The following statements about immunoglobulins are false:
- A. IgG is not transferable across the placenta
- B. IgM is usually a pentamer
- C. IgE levels are raised in parasitic infestations
- D. IgD is important in antibody dependent cytotoxicity
Correct Answer: A
Rationale: IgG is not transferable across the placenta: IgG is the only immunoglobulin that crosses the placenta to provide passive immunity to the fetus.
Indications for an exchange transfusion include:
- A. ABO incompatibility
- B. Acute chest syndrome
- C. Sepsis
- D. Polycythaemia
Correct Answer: A
Rationale: Exchange transfusion is indicated in conditions like ABO incompatibility to prevent severe hemolytic disease in newborns. Acute chest syndrome sepsis polycythaemia and sickle nephropathy are not typical indications for exchange transfusion.
Indomethacin is being given to an infant with a patent ductus arteriosus in an attempt to promote closure of the PDA. The nurse caring for this infant becomes concerned about adverse side effects when noticing:
- A. decreased urine output, decreased platelets, and abdominal distention.
- B. increased blood pressure, tachycardia, and decreased oxygen requirements.
- C. increased urine output, increased white blood cell count, and increased reticulocyte count.
- D. Jaundice, pallor, and a petechial rash
Correct Answer: A
Rationale: Indomethacin can cause renal side effects, including decreased urine output, as well as hematologic effects such as decreased platelets, and gastrointestinal effects like abdominal distention, which are concerning adverse effects in an infant.

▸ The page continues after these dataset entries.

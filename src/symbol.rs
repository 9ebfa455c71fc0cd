//! Per-file symbol table access: string table, hash-driven candidate
//! iteration, and the versym/verneed/verdef side tables.

use crate::arch::{ElfSymbol, VERSYM_HIDDEN};
use crate::dynamic::ElfDynamic;
use crate::hash::gnu::GnuChainIter;
use crate::hash::sysv::SysvChainIter;
use crate::hash::{HashTable, Hashes};
use crate::version::VersionRef;
use core::ffi::CStr;

/// ELF string table wrapper
///
/// This structure provides access to the string table of a mapped file,
/// which holds null-terminated strings for symbol names, needed-library
/// names and version names.
pub(crate) struct ElfStringTable {
    /// Pointer to the raw string table data in memory.
    data: *const u8,
}

impl ElfStringTable {
    /// Create a new string table wrapper from a raw pointer
    ///
    /// # Arguments
    /// * `data` - Pointer to the string table data in memory
    ///
    /// # Returns
    /// A new ElfStringTable instance
    pub(crate) const fn new(data: *const u8) -> Self {
        ElfStringTable { data }
    }

    /// Get a C-style string from the table at the specified offset
    ///
    /// # Arguments
    /// * `offset` - Byte offset within the string table where the string
    ///   starts
    ///
    /// # Returns
    /// A static reference to the C-style string at the specified offset
    #[inline]
    pub(crate) fn get_cstr(&self, offset: usize) -> &'static CStr {
        unsafe { CStr::from_ptr(self.data.add(offset).cast()) }
    }

    /// Get a Rust string slice from the table at the specified offset
    ///
    /// # Arguments
    /// * `offset` - Byte offset within the string table where the string
    ///   starts
    ///
    /// # Returns
    /// A static reference to the string at the specified offset
    #[inline]
    pub(crate) fn get_str(&self, offset: usize) -> &'static str {
        unsafe { core::str::from_utf8_unchecked(self.get_cstr(offset).to_bytes()) }
    }
}

/// Symbol table of one mapped file
///
/// This structure bundles the hash table used for lookup, the dynamic
/// symbol table itself, the string table for names, and the optional
/// symbol versioning side tables.
pub struct SymbolTable {
    /// Hash table for symbol lookup (.gnu.hash or .hash).
    pub(crate) hashtab: HashTable,
    /// Pointer to the symbol table (.dynsym).
    pub(crate) symtab: *const ElfSymbol,
    /// String table for symbol names (.dynstr).
    pub(crate) strtab: ElfStringTable,
    /// .gnu.version: one index per dynamic symbol.
    pub(crate) versym: Option<*const u16>,
    /// .gnu.version_d: address and entry count.
    pub(crate) verdef: Option<(usize, usize)>,
    /// .gnu.version_r: address and entry count.
    pub(crate) verneed: Option<(usize, usize)>,
}

impl SymbolTable {
    /// Create a symbol table from ELF dynamic section information
    ///
    /// # Arguments
    /// * `dynamic` - Reference to the parsed dynamic section
    ///
    /// # Returns
    /// A new SymbolTable instance
    pub(crate) fn from_dynamic(dynamic: &ElfDynamic) -> Self {
        SymbolTable {
            hashtab: HashTable::from_dynamic(dynamic),
            symtab: dynamic.symtab as *const ElfSymbol,
            strtab: ElfStringTable::new(dynamic.strtab as *const u8),
            versym: dynamic.versym.map(|addr| addr.get() as *const u16),
            verdef: dynamic.verdef.map(|(addr, num)| (addr.get(), num.get())),
            verneed: dynamic.verneed.map(|(addr, num)| (addr.get(), num.get())),
        }
    }

    /// Get a reference to the string table
    ///
    /// # Returns
    /// A reference to the string table
    #[inline]
    pub(crate) fn strtab(&self) -> &ElfStringTable {
        &self.strtab
    }

    /// Get the symbol record at an index
    ///
    /// # Arguments
    /// * `idx` - The index of the symbol to retrieve
    ///
    /// # Returns
    /// A static reference to the symbol record
    #[inline]
    pub(crate) fn symbol(&self, idx: usize) -> &'static ElfSymbol {
        unsafe { &*self.symtab.add(idx) }
    }

    /// Get the name of the symbol at an index
    ///
    /// # Arguments
    /// * `idx` - The index of the symbol
    ///
    /// # Returns
    /// A static reference to the C-style symbol name
    #[inline]
    pub(crate) fn symbol_name(&self, idx: usize) -> &'static CStr {
        self.strtab.get_cstr(self.symbol(idx).st_name())
    }

    /// Get the versym entry of the symbol at an index
    ///
    /// # Arguments
    /// * `idx` - The index of the symbol
    ///
    /// # Returns
    /// * `Some(versym)` - The raw versym value, hidden bit included
    /// * `None` - If the file carries no versym table
    #[inline]
    pub(crate) fn versym(&self, idx: usize) -> Option<u16> {
        self.versym.map(|v| unsafe { v.add(idx).read() })
    }

    /// Get the number of dynamic symbols reachable through the hash table
    ///
    /// # Returns
    /// The number of symbols in the symbol table
    #[inline]
    pub(crate) fn count_syms(&self) -> usize {
        self.hashtab.count_syms()
    }

    /// Get the version this file requires for its *undefined* reference
    /// at an index
    ///
    /// The versym entry names the requirement; the matching verneed aux
    /// entry carries its name, the library expected to define it, and the
    /// precomputed hash. Used when relocating, to attach the requirement
    /// to the lookup.
    ///
    /// # Arguments
    /// * `idx` - The index of the undefined symbol
    ///
    /// # Returns
    /// * `Some(requirement)` - The version requirement for the reference
    /// * `None` - If the reference is unversioned or carries the base
    ///   version
    pub(crate) fn requirement(&self, idx: usize) -> Option<VersionRef<'static>> {
        let ver = self.versym(idx)? & !VERSYM_HIDDEN;
        if ver <= crate::arch::VER_NDX_BASE {
            return None;
        }
        let (verneed, num) = self.verneed?;
        let mut cur = verneed as *const crate::arch::ElfVerneed;
        for _ in 0..num {
            let vn = unsafe { &*cur };
            let mut aux =
                (cur as usize + vn.vn_aux as usize) as *const crate::arch::ElfVernaux;
            for _ in 0..vn.vn_cnt {
                let vna = unsafe { &*aux };
                if vna.vna_other & !VERSYM_HIDDEN == ver {
                    return Some(VersionRef {
                        name: self.strtab.get_cstr(vna.vna_name as usize),
                        file: Some(self.strtab.get_cstr(vn.vn_file as usize)),
                        hash: vna.vna_hash,
                    });
                }
                if vna.vna_next == 0 {
                    break;
                }
                aux = (aux as usize + vna.vna_next as usize) as *const crate::arch::ElfVernaux;
            }
            if vn.vn_next == 0 {
                break;
            }
            cur = (cur as usize + vn.vn_next as usize) as *const crate::arch::ElfVerneed;
        }
        None
    }

    /// Iterate the *defined* symbols matching a query name
    ///
    /// Candidates come out in hash-chain order; undefined entries and
    /// entries with other names are filtered away.
    ///
    /// # Arguments
    /// * `name` - The queried symbol name
    /// * `hashes` - Precomputed hash values of `name`
    ///
    /// # Returns
    /// An iterator yielding the symbol table index of every candidate
    pub(crate) fn candidates<'tab, 'n>(
        &'tab self,
        name: &'n CStr,
        hashes: &Hashes,
    ) -> Candidates<'tab, 'n> {
        let chain = match &self.hashtab {
            HashTable::Gnu(gnu) => CandidateChain::Gnu(GnuChainIter::new(gnu, hashes.gnu)),
            HashTable::Sysv(sysv) => {
                CandidateChain::Sysv(SysvChainIter::new(sysv, hashes.sysv))
            }
            HashTable::Absent => CandidateChain::Absent,
        };
        Candidates {
            chain,
            table: self,
            name,
        }
    }
}

enum CandidateChain<'tab> {
    Gnu(GnuChainIter),
    Sysv(SysvChainIter<'tab>),
    Absent,
}

/// Iterator over the defined symbols of one file whose name equals the
/// query.
pub(crate) struct Candidates<'tab, 'n> {
    chain: CandidateChain<'tab>,
    table: &'tab SymbolTable,
    name: &'n CStr,
}

impl Iterator for Candidates<'_, '_> {
    type Item = usize;

    fn next(&mut self) -> Option<usize> {
        loop {
            let idx = match &mut self.chain {
                CandidateChain::Gnu(iter) => iter.next()?,
                CandidateChain::Sysv(iter) => iter.next()?,
                CandidateChain::Absent => return None,
            };
            let sym = self.table.symbol(idx);
            if sym.st_name() != 0
                && !sym.is_undef()
                && self.table.symbol_name(idx) == self.name
            {
                return Some(idx);
            }
        }
    }
}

A client with a history of asthma and bronchitis arrives at the clinic with shortness of breath, productive cough with thickened tenacious mucous, and the inability to walk up a flight of stairs without experiencing breathlessness. Which action is most important for the nurse to instruct the client about self-care?

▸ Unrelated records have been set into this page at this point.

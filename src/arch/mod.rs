//! Architecture backend: native ELF record layouts plus the small set of
//! operations the engine cannot express portably, namely relocation
//! application, the lazy-binding resolve trampoline, direct-jump patching
//! and the thread-pointer register.

cfg_if::cfg_if! {
    if #[cfg(target_arch = "x86_64")] {
        mod x86_64;
        pub use x86_64::*;
    } else if #[cfg(target_arch = "x86")] {
        mod x86;
        pub use x86::*;
    } else {
        compile_error!("unsupported architecture");
    }
}

pub const EHDR_SIZE: usize = core::mem::size_of::<ElfEhdr>();
pub const PHDR_SIZE: usize = core::mem::size_of::<ElfPhdr>();

/// Index of the class byte inside `e_ident`.
pub(crate) const EI_CLASS_IDX: usize = 4;

/// The ELF file header, native width.
#[repr(C)]
#[derive(Clone, Copy, Debug)]
pub struct ElfEhdr {
    pub e_ident: [u8; 16],
    pub e_type: u16,
    pub e_machine: u16,
    pub e_version: u32,
    pub e_entry: ElfWord,
    pub e_phoff: ElfWord,
    pub e_shoff: ElfWord,
    pub e_flags: u32,
    pub e_ehsize: u16,
    pub e_phentsize: u16,
    pub e_phnum: u16,
    pub e_shentsize: u16,
    pub e_shnum: u16,
    pub e_shstrndx: u16,
}

/// One entry of the dynamic section.
#[repr(C)]
#[derive(Clone, Copy, Debug)]
pub struct ElfDyn {
    pub d_tag: isize,
    pub d_un: usize,
}

/// Version definition header (`DT_VERDEF` array element).
#[repr(C)]
#[derive(Clone, Copy, Debug)]
pub struct ElfVerdef {
    pub vd_version: u16,
    pub vd_flags: u16,
    pub vd_ndx: u16,
    pub vd_cnt: u16,
    pub vd_hash: u32,
    pub vd_aux: u32,
    pub vd_next: u32,
}

/// Auxiliary name entry hanging off an [`ElfVerdef`].
#[repr(C)]
#[derive(Clone, Copy, Debug)]
pub struct ElfVerdaux {
    pub vda_name: u32,
    pub vda_next: u32,
}

/// Version requirement header (`DT_VERNEED` array element).
#[repr(C)]
#[derive(Clone, Copy, Debug)]
pub struct ElfVerneed {
    pub vn_version: u16,
    pub vn_cnt: u16,
    pub vn_file: u32,
    pub vn_aux: u32,
    pub vn_next: u32,
}

/// Auxiliary entry hanging off an [`ElfVerneed`].
#[repr(C)]
#[derive(Clone, Copy, Debug)]
pub struct ElfVernaux {
    pub vna_hash: u32,
    pub vna_flags: u16,
    pub vna_other: u16,
    pub vna_name: u32,
    pub vna_next: u32,
}

/// The hidden bit of a versym entry. A hidden definition cannot be bound
/// from outside its own file.
pub const VERSYM_HIDDEN: u16 = 0x8000;
/// Versym index of unversioned local definitions.
pub const VER_NDX_LOCAL: u16 = 0;
/// Versym index of the base (unversioned global) definition.
pub const VER_NDX_BASE: u16 = 1;

/// Everything the relocation appliers need to know about the module a value
/// comes from: where it landed and, when it carries TLS, its block identity.
pub(crate) struct RelocModule {
    pub load_base: usize,
    pub has_tls: bool,
    pub tls_offset: isize,
    pub tls_index: usize,
}

/// Shared shape of the lazy-binding GOT setup; the prelinked back-pointer
/// formula is per-architecture ([`prelinked_plt_entry`]).
///
/// `GOT[1]` receives `handle` (handed back to the resolver by the PLT stub),
/// `GOT[2]` the resolve trampoline. Returns the previous `GOT[1]` value: the
/// prelinker stores a PLT pointer there, zero means not prelinked.
pub(crate) unsafe fn lazy_got_install(got: *mut usize, handle: usize) -> usize {
    unsafe {
        let plt = got.add(1).read();
        got.add(1).write(handle);
        got.add(2).write(resolve_trampoline_addr());
        plt
    }
}

/// Map a relocation type to its name, for diagnostics.
pub(crate) fn reloc_name(r_type: u32) -> &'static str {
    rel_type_to_str(r_type)
}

- A. Increase the daily intake of oral fluids to liquefy secretions
- B. Avoid crowded enclosed areas to reduce pathogen exposure
- C. Call the clinic if undesirable side effects of mediations occur
- D. Teach anxiety reduction methods for feelings of suffocation
Correct Answer: A
Rationale: Increasing fluid intake helps to thin secretions, making them easier to expectorate and improving airway clearance.